▼▼▼

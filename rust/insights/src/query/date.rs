//! Date bucketing: encoding-aware truncation to a bucket label, the time range
//! predicate, and the switch to a pre-computed date column.

use crate::{
    sql::{BindParam, Dialect, Fragment},
    time::{TimeUnit, TimeWindow},
};
use chrono::{DateTime, Utc};
use chrono_tz::Tz;
use serde::{Deserialize, Serialize};

/// How a source table stores its event time.
#[derive(Debug, Clone, Copy, Default, PartialEq, Eq, Serialize, Deserialize)]
#[serde(rename_all = "camelCase")]
pub enum TimestampEncoding {
    /// Epoch seconds.
    Timestamp,
    /// Epoch milliseconds.
    TimestampMs,
    /// Calendar date string, already local.
    Date,
    /// Naive `YYYY-MM-DD HH:MM:SS` string in UTC.
    #[default]
    Datetime,
}

/// The event time column of a source, with its optional date-based twin.
/// `date_zone` is the zone whose calendar the twin's dates are in.
#[derive(Debug, Clone, PartialEq, Eq)]
pub struct DateSource {
    pub column: String,
    pub encoding: TimestampEncoding,
    pub date_column: Option<String>,
    pub date_zone: Tz,
}

impl DateSource {
    pub fn new(column: String, encoding: TimestampEncoding, date_column: Option<String>) -> Self {
        Self {
            column,
            encoding,
            date_column,
            date_zone: Tz::UTC,
        }
    }

    pub fn with_date_zone(mut self, zone: Tz) -> Self {
        self.date_zone = zone;
        self
    }

    /// The date column is read only when it selects exactly the rows of the
    /// precise column: a window of whole local days in the column's own zone,
    /// bucketed by day, month or year.
    pub fn use_date_column(&self, window: &TimeWindow) -> bool {
        self.date_column.is_some()
            && !window.unit.is_sub_day()
            && window.spans_full_day()
            && window.timezone == self.date_zone
            && window.is_day_aligned()
    }

    /// Bucket label expression, without alias.
    pub fn bucket_expr(&self, dialect: Dialect, window: &TimeWindow) -> String {
        match (&self.date_column, self.use_date_column(window)) {
            (Some(date_column), true) => {
                bucket(dialect, date_column, window, TimestampEncoding::Date)
            }
            _ => bucket(dialect, &self.column, window, self.encoding),
        }
    }

    pub fn range(&self, dialect: Dialect, window: &TimeWindow) -> Fragment {
        match (&self.date_column, self.use_date_column(window)) {
            (Some(date_column), true) => {
                range_predicate(dialect, date_column, window, TimestampEncoding::Date)
            }
            _ => range_predicate(dialect, &self.column, window, self.encoding),
        }
    }
}

/// Converts `column` to the window's local time and formats the bucket label.
pub fn bucket(
    dialect: Dialect,
    column: &str,
    window: &TimeWindow,
    encoding: TimestampEncoding,
) -> String {
    match dialect {
        Dialect::Postgres => {
            let local = postgres_local(column, window, encoding);
            format!("to_char({local}, '{}')", postgres_label_format(window.unit))
        }
        Dialect::Sqlite => {
            let local = sqlite_local(column, window, encoding);
            format!("strftime('{}', {local})", window.unit.label_format())
        }
    }
}

fn postgres_local(column: &str, window: &TimeWindow, encoding: TimestampEncoding) -> String {
    let tz = window.timezone.name();
    match encoding {
        TimestampEncoding::Timestamp => format!("(to_timestamp({column}) AT TIME ZONE '{tz}')"),
        TimestampEncoding::TimestampMs => {
            format!("(to_timestamp({column} / 1000.0) AT TIME ZONE '{tz}')")
        }
        TimestampEncoding::Datetime => {
            format!("((CAST({column} AS timestamp) AT TIME ZONE 'UTC') AT TIME ZONE '{tz}')")
        }
        TimestampEncoding::Date => format!("CAST({column} AS date)"),
    }
}

fn sqlite_local(column: &str, window: &TimeWindow, encoding: TimestampEncoding) -> String {
    let shift = format!("'{:+} minutes'", window.utc_offset_minutes());
    match encoding {
        TimestampEncoding::Timestamp => format!("datetime({column}, 'unixepoch', {shift})"),
        TimestampEncoding::TimestampMs => {
            format!("datetime({column} / 1000, 'unixepoch', {shift})")
        }
        TimestampEncoding::Datetime => format!("datetime({column}, {shift})"),
        TimestampEncoding::Date => format!("date({column})"),
    }
}

fn postgres_label_format(unit: TimeUnit) -> &'static str {
    match unit {
        TimeUnit::Minute => "YYYY-MM-DD HH24:MI:00",
        TimeUnit::Hour => "YYYY-MM-DD HH24:00:00",
        TimeUnit::Day => "YYYY-MM-DD",
        TimeUnit::Month => "YYYY-MM-01",
        TimeUnit::Year => "YYYY-01-01",
    }
}

/// Half-open window predicate on `column`. Date columns compare inclusive
/// local calendar dates instead.
pub fn range_predicate(
    dialect: Dialect,
    column: &str,
    window: &TimeWindow,
    encoding: TimestampEncoding,
) -> Fragment {
    match encoding {
        TimestampEncoding::Timestamp => Fragment::bound(
            format!("{column} >= ? AND {column} < ?"),
            vec![
                BindParam::Int(window.start.timestamp()),
                BindParam::Int(ceil_seconds(window.end)),
            ],
        ),
        TimestampEncoding::TimestampMs => Fragment::bound(
            format!("{column} >= ? AND {column} < ?"),
            vec![
                BindParam::Int(window.start.timestamp_millis()),
                BindParam::Int(ceil_millis(window.end)),
            ],
        ),
        TimestampEncoding::Datetime => {
            let lhs = dialect.cast_timestamp(column);
            let rhs = dialect.cast_timestamp("?");
            Fragment::bound(
                format!("{lhs} >= {rhs} AND {lhs} < {rhs}"),
                vec![
                    BindParam::Text(naive_utc(window.start)),
                    BindParam::Text(naive_utc(window.end)),
                ],
            )
        }
        TimestampEncoding::Date => {
            let (first, last) = window.local_date_bounds();
            let lhs = dialect.cast_date(column);
            let rhs = dialect.cast_date("?");
            Fragment::bound(
                format!("{lhs} >= {rhs} AND {lhs} <= {rhs}"),
                vec![
                    BindParam::Text(first.format("%Y-%m-%d").to_string()),
                    BindParam::Text(last.format("%Y-%m-%d").to_string()),
                ],
            )
        }
    }
}

fn naive_utc(instant: DateTime<Utc>) -> String {
    instant.format("%Y-%m-%d %H:%M:%S").to_string()
}

fn ceil_seconds(instant: DateTime<Utc>) -> i64 {
    let seconds = instant.timestamp();
    if instant.timestamp_subsec_nanos() > 0 {
        seconds + 1
    } else {
        seconds
    }
}

fn ceil_millis(instant: DateTime<Utc>) -> i64 {
    let millis = instant.timestamp_millis();
    if instant.timestamp_subsec_nanos() % 1_000_000 > 0 {
        millis + 1
    } else {
        millis
    }
}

▲▲▲

Your assignment >> Would you write the records out again, word for word?

Your solution >>
filename rust/insights/src/query/date.rs
//! Date bucketing: encoding-aware truncation to a bucket label, the time range
//! predicate, and the switch to a pre-computed date column.

use crate::{
    sql::{BindParam, Dialect, Fragment},
    time::{TimeUnit, TimeWindow},
};
use chrono::{DateTime, Utc};
use chrono_tz::Tz;
use serde::{Deserialize, Serialize};

/// How a source table stores its event time.
#[derive(Debug, Clone, Copy, Default, PartialEq, Eq, Serialize, Deserialize)]
#[serde(rename_all = "camelCase")]
pub enum TimestampEncoding {
    /// Epoch seconds.
    Timestamp,
    /// Epoch milliseconds.
    TimestampMs,
    /// Calendar date string, already local.
    Date,
    /// Naive `YYYY-MM-DD HH:MM:SS` string in UTC.
    #[default]
    Datetime,
}

/// The event time column of a source, with its optional date-based twin.
/// `date_zone` is the zone whose calendar the twin's dates are in.
#[derive(Debug, Clone, PartialEq, Eq)]
pub struct DateSource {
    pub column: String,
    pub encoding: TimestampEncoding,
    pub date_column: Option<String>,
    pub date_zone: Tz,
}

impl DateSource {
    pub fn new(column: String, encoding: TimestampEncoding, date_column: Option<String>) -> Self {
        Self {
            column,
            encoding,
            date_column,
            date_zone: Tz::UTC,
        }
    }

    pub fn with_date_zone(mut self, zone: Tz) -> Self {
        self.date_zone = zone;
        self
    }

    /// The date column is read only when it selects exactly the rows of the
    /// precise column: a window of whole local days in the column's own zone,
    /// bucketed by day, month or year.
    pub fn use_date_column(&self, window: &TimeWindow) -> bool {
        self.date_column.is_some()
            && !window.unit.is_sub_day()
            && window.spans_full_day()
            && window.timezone == self.date_zone
            && window.is_day_aligned()
    }

    /// Bucket label expression, without alias.
    pub fn bucket_expr(&self, dialect: Dialect, window: &TimeWindow) -> String {
        match (&self.date_column, self.use_date_column(window)) {
            (Some(date_column), true) => {
                bucket(dialect, date_column, window, TimestampEncoding::Date)
            }
            _ => bucket(dialect, &self.column, window, self.encoding),
        }
    }

    pub fn range(&self, dialect: Dialect, window: &TimeWindow) -> Fragment {
        match (&self.date_column, self.use_date_column(window)) {
            (Some(date_column), true) => {
                range_predicate(dialect, date_column, window, TimestampEncoding::Date)
            }
            _ => range_predicate(dialect, &self.column, window, self.encoding),
        }
    }
}

/// Converts `column` to the window's local time and formats the bucket label.
pub fn bucket(
    dialect: Dialect,
    column: &str,
    window: &TimeWindow,
    encoding: TimestampEncoding,
) -> String {
    match dialect {
        Dialect::Postgres => {
            let local = postgres_local(column, window, encoding);
            format!("to_char({local}, '{}')", postgres_label_format(window.unit))
        }
        Dialect::Sqlite => {
            let local = sqlite_local(column, window, encoding);
            format!("strftime('{}', {local})", window.unit.label_format())
        }
    }
}

fn postgres_local(column: &str, window: &TimeWindow, encoding: TimestampEncoding) -> String {
    let tz = window.timezone.name();
    match encoding {
        TimestampEncoding::Timestamp => format!("(to_timestamp({column}) AT TIME ZONE '{tz}')"),
        TimestampEncoding::TimestampMs => {
            format!("(to_timestamp({column} / 1000.0) AT TIME ZONE '{tz}')")
        }
        TimestampEncoding::Datetime => {
            format!("((CAST({column} AS timestamp) AT TIME ZONE 'UTC') AT TIME ZONE '{tz}')")
        }
        TimestampEncoding::Date => format!("CAST({column} AS date)"),
    }
}

fn sqlite_local(column: &str, window: &TimeWindow, encoding: TimestampEncoding) -> String {
    let shift = format!("'{:+} minutes'", window.utc_offset_minutes());
    match encoding {
        TimestampEncoding::Timestamp => format!("datetime({column}, 'unixepoch', {shift})"),
        TimestampEncoding::TimestampMs => {
            format!("datetime({column} / 1000, 'unixepoch', {shift})")
        }
        TimestampEncoding::Datetime => format!("datetime({column}, {shift})"),
        TimestampEncoding::Date => format!("date({column})"),
    }
}

fn postgres_label_format(unit: TimeUnit) -> &'static str {
    match unit {
        TimeUnit::Minute => "YYYY-MM-DD HH24:MI:00",
        TimeUnit::Hour => "YYYY-MM-DD HH24:00:00",
        TimeUnit::Day => "YYYY-MM-DD",
        TimeUnit::Month => "YYYY-MM-01",
        TimeUnit::Year => "YYYY-01-01",
    }
}

/// Half-open window predicate on `column`. Date columns compare inclusive
/// local calendar dates instead.
pub fn range_predicate(
    dialect: Dialect,
    column: &str,
    window: &TimeWindow,
    encoding: TimestampEncoding,
) -> Fragment {
    match encoding {
        TimestampEncoding::Timestamp => Fragment::bound(
            format!("{column} >= ? AND {column} < ?"),
            vec![
                BindParam::Int(window.start.timestamp()),
                BindParam::Int(ceil_seconds(window.end)),
            ],
        ),
        TimestampEncoding::TimestampMs => Fragment::bound(
            format!("{column} >= ? AND {column} < ?"),
            vec![
                BindParam::Int(window.start.timestamp_millis()),
                BindParam::Int(ceil_millis(window.end)),
            ],
        ),
        TimestampEncoding::Datetime => {
            let lhs = dialect.cast_timestamp(column);
            let rhs = dialect.cast_timestamp("?");
            Fragment::bound(
                format!("{lhs} >= {rhs} AND {lhs} < {rhs}"),
                vec![
                    BindParam::Text(naive_utc(window.start)),
                    BindParam::Text(naive_utc(window.end)),
                ],
            )
        }
        TimestampEncoding::Date => {
            let (first, last) = window.local_date_bounds();
            let lhs = dialect.cast_date(column);
            let rhs = dialect.cast_date("?");
            Fragment::bound(
                format!("{lhs} >= {rhs} AND {lhs} <= {rhs}"),
                vec![
                    BindParam::Text(first.format("%Y-%m-%d").to_string()),
                    BindParam::Text(last.format("%Y-%m-%d").to_string()),
                ],
            )
        }
    }
}

fn naive_utc(instant: DateTime<Utc>) -> String {
    instant.format("%Y-%m-%d %H:%M:%S").to_string()
}

fn ceil_seconds(instant: DateTime<Utc>) -> i64 {
    let seconds = instant.timestamp();
    if instant.timestamp_subsec_nanos() > 0 {
        seconds + 1
    } else {
        seconds
    }
}

fn ceil_millis(instant: DateTime<Utc>) -> i64 {
    let millis = instant.timestamp_millis();
    if instant.timestamp_subsec_nanos() % 1_000_000 > 0 {
        millis + 1
    } else {
        millis
    }
}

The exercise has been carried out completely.